Direct Sequencing of PCR Products


Direct sequencing of PCR products allows immediate and detailed analysis of those particular fragments without the extra steps associated with cloning. Although cloning of PCR products is now routine, there are still extra steps (which may take several days) in obtaining the recombinant sequencing templates. In addition to this extra effort, it is then necessary to sequence at least four independent recombinants to ensure that the average sequence has been obtained, so as to detect differences in the cloned sequences reflecting errors introduced during the PCR. Prior to the introduction of the thermostable polymerases and cycle sequencing, double‐stranded sequencing of either PCR products or plasmid DNA was less efficient and more difficult than sequencing single‐stranded templates.

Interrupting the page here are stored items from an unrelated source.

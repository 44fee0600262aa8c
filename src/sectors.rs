//! Static sector knowledge: search-term expansions, customer personas and
//! positioning strategies per business sector.
//!
//! All tables are ordered slices scanned front to back; the first key that
//! matches wins, so the declaration order below is part of the contract.
//! A key matches when it is a substring of the lowercased sector string or
//! the sector string is a substring of the key.

/// Broader catalog search terms per sector keyword.
pub const SECTOR_EXPANSIONS: &[(&str, &[&str])] = &[
    (
        "boulangerie",
        &["commerce alimentaire", "artisanat", "commerces", "établissements"],
    ),
    (
        "restaurant",
        &["restauration", "commerce", "tourisme", "établissements"],
    ),
    (
        "commerce",
        &["commerces", "établissements", "entreprises", "économie"],
    ),
    (
        "technologie",
        &["innovation", "numérique", "entreprises", "startups"],
    ),
    ("santé", &["santé", "établissements santé", "professionnels santé"]),
    ("immobilier", &["logement", "construction", "foncier", "urbanisme"]),
    ("tourisme", &["tourisme", "hébergement", "culture", "loisirs"]),
    ("transport", &["transport", "mobilité", "infrastructure"]),
    ("agriculture", &["agriculture", "exploitation agricole", "alimentaire"]),
    ("éducation", &["éducation", "formation", "établissements scolaires"]),
];

/// Fallback terms appended when no sector key matches.
pub const GENERIC_EXPANSION: &[&str] =
    &["entreprises", "établissements", "activité économique"];

/// Customer personas per sector keyword (stage 2).
pub const SECTOR_PERSONAS: &[(&str, &[&str])] = &[
    (
        "restaurant",
        &["Familles", "Professionnels en pause déjeuner", "Touristes", "Étudiants"],
    ),
    (
        "boulangerie",
        &["Habitants du quartier", "Travailleurs locaux", "Familles", "Retraités"],
    ),
    ("commerce", &["Consommateurs locaux", "Entreprises B2B", "Touristes"]),
    (
        "technologie",
        &["Entreprises", "Startups", "Collectivités", "Particuliers tech-savvy"],
    ),
    (
        "santé",
        &["Patients locaux", "Personnes âgées", "Familles avec enfants", "Sportifs"],
    ),
    (
        "tourisme",
        &["Touristes nationaux", "Touristes internationaux", "Excursionnistes", "Groupes"],
    ),
];

pub const GENERIC_PERSONAS: &[&str] = &["Grand public", "Professionnels", "Collectivités"];

/// Positioning strategies and differentiation axes (stage 4).
#[derive(Debug, Clone, Copy)]
pub struct Positioning {
    pub strategies: &'static [&'static str],
    pub differentiators: &'static [&'static str],
}

pub const SECTOR_POSITIONING: &[(&str, Positioning)] = &[
    (
        "restaurant",
        Positioning {
            strategies: &["Qualité premium", "Rapidité/Prix bas", "Cuisine spécialisée", "Bio/Local"],
            differentiators: &["Menu unique", "Ambiance", "Service", "Origine produits"],
        },
    ),
    (
        "boulangerie",
        Positioning {
            strategies: &["Artisanat traditionnel", "Innovation", "Bio/Sans gluten", "Prix compétitifs"],
            differentiators: &["Recettes uniques", "Horaires étendus", "Produits locaux", "Service personnalisé"],
        },
    ),
    (
        "commerce",
        Positioning {
            strategies: &["Spécialisation", "Diversité", "Prix", "Service client"],
            differentiators: &["Expertise", "Gamme unique", "Conseil", "Expérience"],
        },
    ),
    (
        "technologie",
        Positioning {
            strategies: &["Innovation", "Open-source", "IA/Automation", "Sur-mesure"],
            differentiators: &["Technologie unique", "Support", "Prix", "Rapidité"],
        },
    ),
];

pub const GENERIC_POSITIONING: Positioning = Positioning {
    strategies: &["Qualité", "Prix", "Service", "Innovation"],
    differentiators: &["Expertise", "Proximité", "Personnalisation", "Rapidité"],
};

/// First-match lookup shared by expansion and stages 2/4.
/// Scans the table in declaration order and stops at the first key that is a
/// substring of the sector (or vice versa).
pub fn lookup<'a, T>(sector: &str, table: &'a [(&str, T)]) -> Option<&'a T> {
    let sector_lower = sector.to_lowercase();
    table
        .iter()
        .find(|(key, _)| sector_lower.contains(key) || key.contains(sector_lower.as_str()))
        .map(|(_, payload)| payload)
}

/// Expand a free-text sector into an ordered list of search terms.
/// The original sector always comes first.
pub fn expand_search_terms(sector: &str) -> Vec<String> {
    let mut terms = vec![sector.to_string()];
    match lookup(sector, SECTOR_EXPANSIONS) {
        Some(expansions) => terms.extend(expansions.iter().map(|t| t.to_string())),
        None => terms.extend(GENERIC_EXPANSION.iter().map(|t| t.to_string())),
    }
    terms
}

#[cfg(test)]
mod tests {
    use super::*;

    #[test]
    fn known_sector_expands_from_table() {
        let terms = expand_search_terms("boulangerie");
        assert_eq!(
            terms,
            vec![
                "boulangerie",
                "commerce alimentaire",
                "artisanat",
                "commerces",
                "établissements"
            ]
        );
    }

    #[test]
    fn unknown_sector_gets_generic_terms() {
        let terms = expand_search_terms("xyz-unknown");
        assert_eq!(
            terms,
            vec!["xyz-unknown", "entreprises", "établissements", "activité économique"]
        );
    }

    #[test]
    fn match_is_case_insensitive_and_bidirectional() {
        // Sector contains the key.
        assert!(lookup("Boulangerie artisanale", SECTOR_EXPANSIONS).is_some());
        // Key contains the sector.
        assert!(lookup("resto", SECTOR_PERSONAS).is_none());
        assert!(lookup("restau", SECTOR_PERSONAS).is_some());
    }

    #[test]
    fn first_matching_key_wins() {
        // "commerce technologie" matches both "commerce" and "technologie";
        // "commerce" is declared first in the expansion table.
        let payload = lookup("commerce technologie", SECTOR_EXPANSIONS).unwrap();
        assert_eq!(payload[0], "commerces");
    }

    #[test]
    fn persona_fallback_is_generic() {
        assert!(lookup("plomberie", SECTOR_PERSONAS).is_none());
        assert_eq!(GENERIC_PERSONAS, &["Grand public", "Professionnels", "Collectivités"]);
    }
}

Fluorescent sequencing chemistry and template preparation have advanced to such a state where it is now possible to generate hundreds of bases of sequence information from the same primers used in the original PCR. Further sequence information can be obtained using ‘internal’ primers.

Keywords: DNA sequencing; PCR products; template purification; chromatogram; single tube reaction

Figure 1.

Direct sequencing chromatogram of a PCR product, 235 bp long. The abrupt drop‐off in signal corresponds to the end of the PCR product.

Figure 2.

Summary of the QIAquick clean‐up method.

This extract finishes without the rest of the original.